Four years of high-school Latin would dramatically arrest the decline in American education. In particular, such instruction would do more for minority youths than all the ‘role model’ diversity sermons on Harriet Tubman, Malcolm X, Montezuma, and Caesar Chavez put together. Nothing so enriches the vocabulary, so instructs about English grammar and syntax, so creates a discipline of the mind, an elegance of expression, and serves as a gateway to the thinking and values of Western civilization as mastery of a page of Virgil or Livy (except perhaps Sophocles’s Antigone in Greek or Thucydides’ dialogue at Melos). After some 20 years of teaching mostly minority youth Greek, Latin, and ancient history and literature in translation (1984-2004), I came to the unfortunate conclusion that ethnic studies, women studies—indeed, anything “studies”— were perhaps the fruits of some evil plot dreamed up by illiberal white separatists to ensure that poor minority students in the public schools and universities were offered only a third-rate education.
Like so much else that is supposedly intended to "help" the underclasses.
4 comments:
I've maintained for some time that the Detroit Board of Education ought to be awarded a racial purity medal from the Ku Klux Klan.

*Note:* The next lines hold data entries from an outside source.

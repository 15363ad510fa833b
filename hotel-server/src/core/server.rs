//! Server Implementation
//!
//! HTTP server startup and shutdown.

use crate::api;
use crate::core::{Config, ServerState};
use crate::utils::AppError;

/// HTTP Server
pub struct Server {
    config: Config,
    state: Option<ServerState>,
}

impl Server {
    pub fn new(config: Config) -> Self {
        Self {
            config,
            state: None,
        }
    }

    /// Create server with existing state (for tests and embedding)
    pub fn with_state(config: Config, state: ServerState) -> Self {
        Self {
            config,
            state: Some(state),
        }
    }

    pub async fn run(&self) -> Result<(), AppError> {
        let state = match &self.state {
            Some(s) => s.clone(),
            None => ServerState::initialize(&self.config).await?,
        };

        let app = api::build_app(&state).with_state(state);

        let addr = std::net::SocketAddr::from(([0, 0, 0, 0], self.config.http_port));
        tracing::info!("Hotel back-office server listening on {}", addr);

        let listener = tokio::net::TcpListener::bind(addr)
            .await
            .map_err(|e| AppError::Internal(format!("Failed to bind {addr}: {e}")))?;

        axum::serve(listener, app)
            .with_graceful_shutdown(async {
                let _ = tokio::signal::ctrl_c().await;
                tracing::info!("Shutting down...");
            })
            .await
            .map_err(|e| AppError::Internal(format!("Server error: {e}")))?;

        Ok(())
    }
}
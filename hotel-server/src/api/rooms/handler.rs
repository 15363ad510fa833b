//! Room API Handlers

use axum::{
    Json,
    extract::{Path, State},
};
use shared::RoomStatus;

use crate::core::ServerState;
use crate::db::models::{Room, RoomCreate, RoomUpdate};
use crate::db::repository::{RoomRepository, RoomTypeRepository};
use crate::utils::{ok, AppError, AppResponse, AppResult};

/// GET /api/rooms
pub async fn list(State(state): State<ServerState>) -> AppResult<Json<AppResponse<Vec<Room>>>> {
    let repo = RoomRepository::new(state.db.clone());
    Ok(ok(repo.find_all().await?))
}

/// GET /api/rooms/{id}
pub async fn get_by_id(
    State(state): State<ServerState>,
    Path(id): Path<String>,
) -> AppResult<Json<AppResponse<Room>>> {
    let repo = RoomRepository::new(state.db.clone());
    let room = repo
        .find_by_id(&id)
        .await?
        .ok_or_else(|| AppError::NotFound(format!("Room {} not found", id)))?;
    Ok(ok(room))
}

/// POST /api/rooms
///
/// The nightly price is copied from the referenced room type.
pub async fn create(
    State(state): State<ServerState>,
    Json(payload): Json<RoomCreate>,
) -> AppResult<Json<AppResponse<Room>>> {
    let room_types = RoomTypeRepository::new(state.db.clone());
    let room_type = room_types
        .find_by_id(&payload.room_type)
        .await?
        .ok_or_else(|| AppError::NotFound("Room type not found".to_string()))?;
    let room_type_id = room_type
        .id
        .ok_or_else(|| AppError::Internal("Room type record without id".to_string()))?;

    let repo = RoomRepository::new(state.db.clone());
    let room = repo
        .create(
            payload.number,
            room_type_id,
            room_type.price,
            payload.status.unwrap_or(RoomStatus::Available),
        )
        .await?;
    Ok(ok(room))
}

/// PUT /api/rooms/{id} - housekeeping and maintenance fields
pub async fn update(
    State(state): State<ServerState>,
    Path(id): Path<String>,
    Json(payload): Json<RoomUpdate>,
) -> AppResult<Json<AppResponse<Room>>> {
    let repo = RoomRepository::new(state.db.clone());
    Ok(ok(repo.update(&id, payload).await?))
}

/// DELETE /api/rooms/{id}
pub async fn delete(
    State(state): State<ServerState>,
    Path(id): Path<String>,
) -> AppResult<Json<AppResponse<bool>>> {
    let repo = RoomRepository::new(state.db.clone());
    let room = repo
        .find_by_id(&id)
        .await?
        .ok_or_else(|| AppError::NotFound(format!("Room {} not found", id)))?;
    if room.status == RoomStatus::Occupied {
        return Err(AppError::Conflict(
            "Occupied rooms cannot be deleted".to_string(),
        ));
    }
    Ok(ok(repo.delete(&id).await?))
}
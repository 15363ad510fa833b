//! Food Order API module

mod handler;

use axum::{Router, routing::get, routing::patch};

use crate::core::ServerState;

pub fn router() -> Router<ServerState> {
    Router::new().nest("/api/food-orders", routes())
}

fn routes() -> Router<ServerState> {
    Router::new()
        .route("/", get(handler::list).post(handler::create))
        .route("/{id}", get(handler::get_by_id).delete(handler::delete))
        .route("/{id}/status", patch(handler::update_status))
}
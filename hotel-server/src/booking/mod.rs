//! Booking Module
//!
//! The stay lifecycle: create (which performs the check-in) and
//! check-out, with the room and guest side effects both entail.

pub mod manager;

pub use manager::BookingManager;
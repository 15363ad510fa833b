//! Logging Infrastructure
//!
//! Structured logging setup for development and production environments.

use std::path::Path;

/// Initialize the logger with defaults
pub fn init_logger() {
    init_logger_with_file(None, None);
}

/// Initialize the logger with optional file output
pub fn init_logger_with_file(log_level: Option<&str>, log_dir: Option<&str>) {
    let level = log_level.unwrap_or("info");

    let subscriber = tracing_subscriber::fmt()
        .with_max_level(level.parse().unwrap_or(tracing::Level::INFO))
        .with_file(false)
        .with_line_number(false)
        .with_thread_ids(false)
        .with_target(false);

    // Add file output if log_dir is provided
    if let Some(dir) = log_dir {
        let log_path = Path::new(dir);
        if log_path.exists()
            && let Some(dir_str) = log_path.to_str()
        {
            let file_appender = tracing_appender::rolling::daily(dir_str, "hotel-server");
            subscriber.with_writer(file_appender).init();
            return;
        }
    }

    subscriber.init();
}
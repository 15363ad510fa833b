//! Service Request Model

use super::serde_helpers;
use chrono::{DateTime, Utc};
use serde::{Deserialize, Serialize};
use shared::ServiceRequestStatus;
use surrealdb::RecordId;

/// Service request entity
///
/// Only Completed requests are picked up by billing.
#[derive(Debug, Clone, Serialize, Deserialize)]
pub struct ServiceRequest {
    #[serde(
        default,
        skip_serializing_if = "Option::is_none",
        with = "serde_helpers::option_record_id"
    )]
    pub id: Option<RecordId>,
    /// Sequential human-facing request number
    pub request_id: i64,
    #[serde(with = "serde_helpers::record_id")]
    pub room: RecordId,
    #[serde(with = "serde_helpers::record_id")]
    pub booking: RecordId,
    /// Requested service references
    #[serde(with = "serde_helpers::vec_record_id")]
    pub services: Vec<RecordId>,
    #[serde(default)]
    pub status: ServiceRequestStatus,
    /// Request total, summed from the service prices at creation
    pub price: f64,
    #[serde(default)]
    pub created_at: Option<DateTime<Utc>>,
    #[serde(default)]
    pub updated_at: Option<DateTime<Utc>>,
}

/// Create service request payload
#[derive(Debug, Clone, Serialize, Deserialize)]
pub struct ServiceRequestCreate {
    pub room: String,
    pub services: Vec<String>,
}

/// Status update payload
#[derive(Debug, Clone, Serialize, Deserialize)]
pub struct ServiceRequestStatusUpdate {
    pub status: ServiceRequestStatus,
}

Taken together, urban public schools may have done more to exclude blacks from integration into American society then the most vigorous efforts of Ku Klux Klan since the organizations collapse in the late 1920's.
While Hanson's idea is well-meaning it's also essentially useless.
Without a public education system that's responsive to individual parents you have, by default, a public education system that's responsive to people whose interests are never going to be as focused on a good education for a given kid as those parents.
That's what we've got now and there isn't much in the way of Latin being taught anywhere as far as I know.
See thoughts by Michael Hammer on education for the aspiring business executive. He quotes a senior exec at a pharmaceutical firm: "All one need learn is Latin and computer programming--Latin for communication and programming for thinking."
Forgot to include the link:
http://photoncourier.blogspot.com/2004_11_01_photoncourier_archive.html#109987771486855810
Veritas!
I had a 7th grade English class that taught me some latin.
It was called Word Clues, and we studied Latin and Greek origins of words.
I wish I had taken more classes, but that class, or maybe it was that Teacher Mr. Fox, really helped me.